As it turns out, there are a number of things that distinguish a gracious player and how he or she approaches a game of Magic. Please note that while you don’t necessarily have to become best friends with your opponent, a little courtesy goes a long way. Even at an REL event, where little to no chatter is normal, it hurts nobody to be polite. Remember, manners maketh man, and with that lets take a look at:
5 Ways to be a Gracious Magic: The Gathering Player, Whether You Win or Lose
5. Greet Your Opponent
Whether you’re at an FNM or the Pro Tour, it’s considered polite to greet your opponent. Not only that, your opponent’s name is on your match slip. Greet him or her by name and the tone of your entire match will change from quiet and impersonal to a good experience for both of you.

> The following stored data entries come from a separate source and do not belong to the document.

//! Integration tests for types

#[cfg(test)]
mod tests {
    use papermc_types::*;
    use std::cmp::Ordering;
    use std::str::FromStr;

    #[test]
    fn test_build_from_service_payload() {
        let json = r#"{
            "id": 120,
            "time": "2025-03-01T12:00:00Z",
            "channel": "RECOMMENDED",
            "downloads": {
                "server:default": {
                    "name": "velocity-3.4.0-120.jar",
                    "url": "https://fill-data.papermc.io/velocity-3.4.0-120.jar",
                    "size": 2048,
                    "checksums": {"sha256": "AB12"}
                }
            }
        }"#;

        let build: Build = serde_json::from_str(json).unwrap();
        assert_eq!(build.id, 120);
        assert_eq!(build.channel, Channel::Recommended);
        assert!(build.commits.is_empty());
        assert_eq!(
            build.default_download_url(),
            Some("https://fill-data.papermc.io/velocity-3.4.0-120.jar")
        );
        let artifact = build.downloads.get(DEFAULT_ARTIFACT_KEY).unwrap();
        assert_eq!(artifact.expected_sha256(), Some("AB12"));
    }

    #[test]
    fn test_channel_spellings() {
        assert_eq!(Channel::from_str("Stable").unwrap(), Channel::Stable);
        assert_eq!(Channel::Beta.as_api_str(), "BETA");
        assert_eq!(Channel::Alpha.to_string(), "alpha");
        assert!(Channel::from_str("nightly").is_err());
        assert_eq!(
            serde_json::to_string(&Channel::Recommended).unwrap(),
            r#""RECOMMENDED""#
        );
    }

    #[test]
    fn test_version_ordering_across_minor_lines() {
        assert_eq!(compare_versions("1.7.10", "1.21.11"), Ordering::Less);
        assert_eq!(compare_versions("1.21.11-rc3", "1.21.11"), Ordering::Less);
        assert_eq!(compare_versions("1.21.4-pre2", "1.21.4-rc1"), Ordering::Less);
        assert_eq!(compare_versions("1.21.10", "1.21.9"), Ordering::Greater);
    }

    #[test]
    fn test_prerelease_detection() {
        assert!(is_prerelease("1.21.11-rc3"));
        assert!(is_prerelease("1.21.4-PRE1"));
        assert!(is_prerelease("3.4.0-SNAPSHOT"));
        assert!(!is_prerelease("1.21.11"));
        assert!(ReleaseVersion::parse("1.21.11-rc3").is_prerelease());
    }

    #[test]
    fn test_query_options_keep_newest() {
        let options = QueryOptions::new(Some(2), Some(Channel::Stable));
        assert_eq!(options.apply_limit(vec![1, 2, 3, 4]), [3, 4]);
        assert_eq!(QueryOptions::default().apply_limit(vec![1, 2]), [1, 2]);
    }

    #[test]
    fn test_download_result_verification_flag() {
        let result = DownloadResult {
            path: "paper.jar".into(),
            size: 11,
            expected_sha256: None,
            actual_sha256: "b94d".into(),
            valid: true,
        };
        assert!(!result.was_verified());
    }
}
//! Event handling and progress display

use console::Term;
use papermc_events::{AppEvent, DownloadEvent};

use crate::logging::log_event_with_tracing;

/// Event handler for progress display and user feedback
pub struct EventHandler {
    /// Where the progress line is drawn
    term: Term,
    /// Draw a live progress line for downloads
    show_progress: bool,
}

impl EventHandler {
    /// Create new event handler
    ///
    /// Progress is only drawn on an interactive stderr and never in JSON mode.
    pub fn new(json_mode: bool) -> Self {
        let term = Term::stderr();
        let show_progress = !json_mode && term.is_term();
        Self {
            term,
            show_progress,
        }
    }

    /// Handle incoming event
    pub fn handle_event(&mut self, event: &AppEvent) {
        log_event_with_tracing(event);

        if !self.show_progress {
            return;
        }

        match event {
            AppEvent::Download(DownloadEvent::Progress {
                bytes_downloaded,
                total_bytes,
                ..
            }) => self.draw_progress(*bytes_downloaded, *total_bytes),
            AppEvent::Download(
                DownloadEvent::Completed { .. } | DownloadEvent::ChecksumMismatch { .. },
            ) => {
                let _ = self.term.clear_line();
            }
            _ => {}
        }
    }

    fn draw_progress(&self, downloaded: u64, total: Option<u64>) {
        let line = match total.filter(|total| *total > 0) {
            Some(total) => format!(
                "Downloading {} / {} ({}%)",
                format_size(downloaded),
                format_size(total),
                downloaded.saturating_mul(100) / total
            ),
            None => format!("Downloading {}", format_size(downloaded)),
        };
        let _ = self.term.clear_line();
        let _ = self.term.write_str(&line);
    }
}

/// Format byte count as human-readable size
#[allow(clippy::cast_precision_loss)]
fn format_size(bytes: u64) -> String {
    const UNITS: &[&str] = &["B", "KB", "MB", "GB"];
    let mut size = bytes as f64;
    let mut unit_index = 0;

    while size >= 1024.0 && unit_index < UNITS.len() - 1 {
        size /= 1024.0;
        unit_index += 1;
    }

    if unit_index == 0 {
        format!("{bytes} B")
    } else {
        format!("{size:.1} {}", UNITS[unit_index])
    }
}
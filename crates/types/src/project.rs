//! Projects, version groups and per-version metadata

use serde::{Deserialize, Serialize};
use std::collections::HashMap;

/// Group key (e.g. `1.21`) to the version identifiers in that group
///
/// Neither the group order nor the order inside a group is meaningful.
pub type VersionGroups = HashMap<String, Vec<String>>;

/// Project identity
#[derive(Debug, Clone, PartialEq, Eq, Serialize, Deserialize)]
pub struct Project {
    pub id: String,
    pub name: String,
}

/// A project together with its version groups
#[derive(Debug, Clone, PartialEq, Eq, Serialize, Deserialize)]
pub struct ProjectDetail {
    pub project: Project,
    #[serde(default)]
    pub versions: VersionGroups,
}

impl ProjectDetail {
    /// Total number of version identifiers across all groups
    #[must_use]
    pub fn version_count(&self) -> usize {
        self.versions.values().map(Vec::len).sum()
    }
}

/// Response of the project listing endpoint
#[derive(Debug, Clone, Default, PartialEq, Eq, Serialize, Deserialize)]
pub struct ProjectList {
    #[serde(default)]
    pub projects: Vec<ProjectDetail>,
}

/// Support window of a version
#[derive(Debug, Clone, Default, PartialEq, Eq, Serialize, Deserialize)]
pub struct SupportInfo {
    #[serde(default)]
    pub status: String,
    #[serde(default, skip_serializing_if = "Option::is_none")]
    pub end: Option<String>,
}

/// Identity and support status of a version
#[derive(Debug, Clone, PartialEq, Eq, Serialize, Deserialize)]
pub struct VersionInfo {
    pub id: String,
    #[serde(default)]
    pub support: SupportInfo,
}

/// Response of the single-version endpoint
#[derive(Debug, Clone, PartialEq, Eq, Serialize, Deserialize)]
pub struct VersionDetail {
    pub version: VersionInfo,
    #[serde(default)]
    pub builds: Vec<u32>,
}

#[cfg(test)]
mod tests {
    use super::*;

    #[test]
    fn test_project_detail_decodes_version_groups() {
        let json = r#"{
            "project": {"id": "paper", "name": "Paper"},
            "versions": {
                "1.21": ["1.21.11", "1.21.11-rc3", "1.21.10"],
                "1.20": ["1.20.6", "1.20.5"]
            }
        }"#;

        let detail: ProjectDetail = serde_json::from_str(json).unwrap();
        assert_eq!(detail.project.id, "paper");
        assert_eq!(detail.project.name, "Paper");
        assert_eq!(detail.versions.len(), 2);
        assert_eq!(detail.version_count(), 5);
    }

    #[test]
    fn test_version_detail_decodes() {
        let json = r#"{
            "version": {"id": "1.21.11-rc3", "support": {"status": "UNSUPPORTED"}},
            "builds": [31, 30]
        }"#;

        let detail: VersionDetail = serde_json::from_str(json).unwrap();
        assert_eq!(detail.version.id, "1.21.11-rc3");
        assert_eq!(detail.version.support.status, "UNSUPPORTED");
        assert_eq!(detail.builds, vec![31, 30]);
    }
}
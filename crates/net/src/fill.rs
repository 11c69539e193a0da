//! Metadata service client for the Fill v3 API

use async_trait::async_trait;
use papermc_errors::{DecodingError, Error, NetworkError};
use papermc_events::{EventEmitter, EventSender};
use papermc_types::{
    Build, Channel, ProjectDetail, ProjectList, VersionDetail,
};
use serde::de::DeserializeOwned;
use tokio_util::sync::CancellationToken;
use url::Url;

use crate::NetClient;

/// Read-only view of the release metadata service
///
/// The resolver only talks to this trait, so tests can substitute an
/// in-memory source.
#[async_trait]
pub trait MetadataSource: Send + Sync {
    /// All projects with their version groups
    async fn list_projects(&self) -> Result<Vec<ProjectDetail>, Error>;

    /// One project with its version groups
    async fn project(&self, project: &str) -> Result<ProjectDetail, Error>;

    /// One version with its build ids, oldest first
    async fn version(&self, project: &str, version: &str) -> Result<VersionDetail, Error>;

    /// Builds of a version, oldest first; an empty filter means every channel
    async fn builds(
        &self,
        project: &str,
        version: &str,
        channels: &[Channel],
    ) -> Result<Vec<Build>, Error>;

    /// The service's own notion of the newest build (no channel filter)
    async fn latest_build(&self, project: &str, version: &str) -> Result<Build, Error>;

    async fn build(&self, project: &str, version: &str, id: u32) -> Result<Build, Error>;
}

/// [`MetadataSource`] backed by the Fill HTTP API
#[derive(Clone)]
pub struct FillClient {
    client: NetClient,
    base_url: Url,
    cancel: CancellationToken,
    events: Option<EventSender>,
}

impl FillClient {
    /// Create a client for the service rooted at `base_url`
    ///
    /// # Errors
    ///
    /// Returns `InvalidUrl` if `base_url` is not an absolute http(s) URL.
    pub fn new(
        client: NetClient,
        base_url: &str,
        cancel: CancellationToken,
        events: Option<EventSender>,
    ) -> Result<Self, Error> {
        let base_url = Url::parse(base_url)
            .map_err(|e| NetworkError::InvalidUrl(format!("{base_url}: {e}")))?;
        if base_url.cannot_be_a_base() || !matches!(base_url.scheme(), "http" | "https") {
            return Err(NetworkError::InvalidUrl(base_url.to_string()).into());
        }

        Ok(Self {
            client,
            base_url,
            cancel,
            events,
        })
    }

    #[must_use]
    pub fn net(&self) -> &NetClient {
        &self.client
    }

    /// Build `{base}/v3/projects/{segments...}` with each segment escaped
    fn endpoint(&self, segments: &[&str]) -> Url {
        let mut url = self.base_url.clone();
        if let Ok(mut path) = url.path_segments_mut() {
            path.pop_if_empty().extend(["v3", "projects"]).extend(segments);
        }
        url
    }

    async fn get_json<T: DeserializeOwned>(&self, url: &Url, what: &str) -> Result<T, Error> {
        self.events.emit_request("GET", url.as_str());
        let body = self.client.get_bytes(url.as_str(), &self.cancel).await?;
        // from_slice keeps map order intact for ordered artifact lists
        serde_json::from_slice(&body).map_err(|e| DecodingError::new(what, e.to_string()).into())
    }
}

#[async_trait]
impl MetadataSource for FillClient {
    async fn list_projects(&self) -> Result<Vec<ProjectDetail>, Error> {
        let url = self.endpoint(&[]);
        let list: ProjectList = self.get_json(&url, "project list").await?;
        Ok(list.projects)
    }

    async fn project(&self, project: &str) -> Result<ProjectDetail, Error> {
        let url = self.endpoint(&[project]);
        self.get_json(&url, "project").await
    }

    async fn version(&self, project: &str, version: &str) -> Result<VersionDetail, Error> {
        let url = self.endpoint(&[project, "versions", version]);
        let mut detail: VersionDetail = self.get_json(&url, "version").await?;
        detail.builds.sort_unstable();
        Ok(detail)
    }

    async fn builds(
        &self,
        project: &str,
        version: &str,
        channels: &[Channel],
    ) -> Result<Vec<Build>, Error> {
        let mut url = self.endpoint(&[project, "versions", version, "builds"]);
        if !channels.is_empty() {
            let mut query = url.query_pairs_mut();
            for channel in channels {
                query.append_pair("channel", channel.as_api_str());
            }
        }

        let mut builds: Vec<Build> = self.get_json(&url, "build list").await?;
        // The service does not promise an order
        builds.sort_by_key(|build| build.id);
        Ok(builds)
    }

    async fn latest_build(&self, project: &str, version: &str) -> Result<Build, Error> {
        let url = self.endpoint(&[project, "versions", version, "builds", "latest"]);
        self.get_json(&url, "build").await
    }

    async fn build(&self, project: &str, version: &str, id: u32) -> Result<Build, Error> {
        let id = id.to_string();
        let url = self.endpoint(&[project, "versions", version, "builds", &id]);
        self.get_json(&url, "build").await
    }
}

If you want, you can even with your opponent good luck. Saying something as simple as, “Good luck, may you draw well,” shows your opponent that you’re not just here for a quick win. You may be here to win, but you’re also here to have a good time/fun.
If you play MTGO, a common phrase shared at the beginning of a match is “GLHF”, meaning “good luck, have fun.” It is a phrase used by many well-known online players and streamers. It is only four letters, but it makes all the difference in setting the tone for your match.
4. Be Respectful
Depending upon the decks you and your opponent bring to the match, you may be seated across each other for anywhere from 5 minutes to almost an hour. During that span of time, many interactions will occur in the match that rely on open communication between you and your opponent.
In fact, section 4.1 of Magic: The Gathering Tournament Rules states that “Communication between players is essential to the successful play of any game that involves virtual objects or hidden information.” The three categories of information are divided into (i) free, (ii) derived, and (iii) private information, and a player must always be willing and able to provide free information to an opponent upon request:
- Details of current and past game actions that affect the game state.
- The name of any visible object.
- The type of any counter in a public zone.
- The status and zone of any object.
- Life totals and poison counter totals, and the current game score of the match.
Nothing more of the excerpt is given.